Aim of the task: Identify each line below containing the string "state" and copy it.

Input records section start

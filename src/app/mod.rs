//! Application layer coordinating state, events, and actions.
//!
//! This module implements the view state machine that powers the interactive
//! UI, sitting between the terminal shim (`main.rs`) and the domain/storage
//! layers.
//!
//! # Architecture
//!
//! ```text
//! Key Event → Event Handler → Registry / Edit Session mutations → Actions
//!                                   │
//!                                   └── Record Store (save, reload)
//! ```
//!
//! # Modules
//!
//! - [`editor`]: Edit session and text buffer
//! - [`handler`]: Event processing and state transitions
//! - [`modes`]: Screen and editing-target enums
//! - [`registry`]: Ordered report collection with a bounded cursor
//! - [`state`]: Central state container and view model computation

pub mod editor;
pub mod handler;
pub mod modes;
pub mod registry;
pub mod state;

pub use editor::{EditBuffer, EditSession};
pub use handler::{handle_event, Action, Event};
pub use modes::{EditTarget, View};
pub use registry::ReportRegistry;
pub use state::{AppState, StatusLine};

Input records section end

Response for this exercise:
//! Application layer coordinating state, events, and actions.
//! This module implements the view state machine that powers the interactive
//! - [`handler`]: Event processing and state transitions
//! - [`state`]: Central state container and view model computation
pub mod state;
pub use state::{AppState, StatusLine};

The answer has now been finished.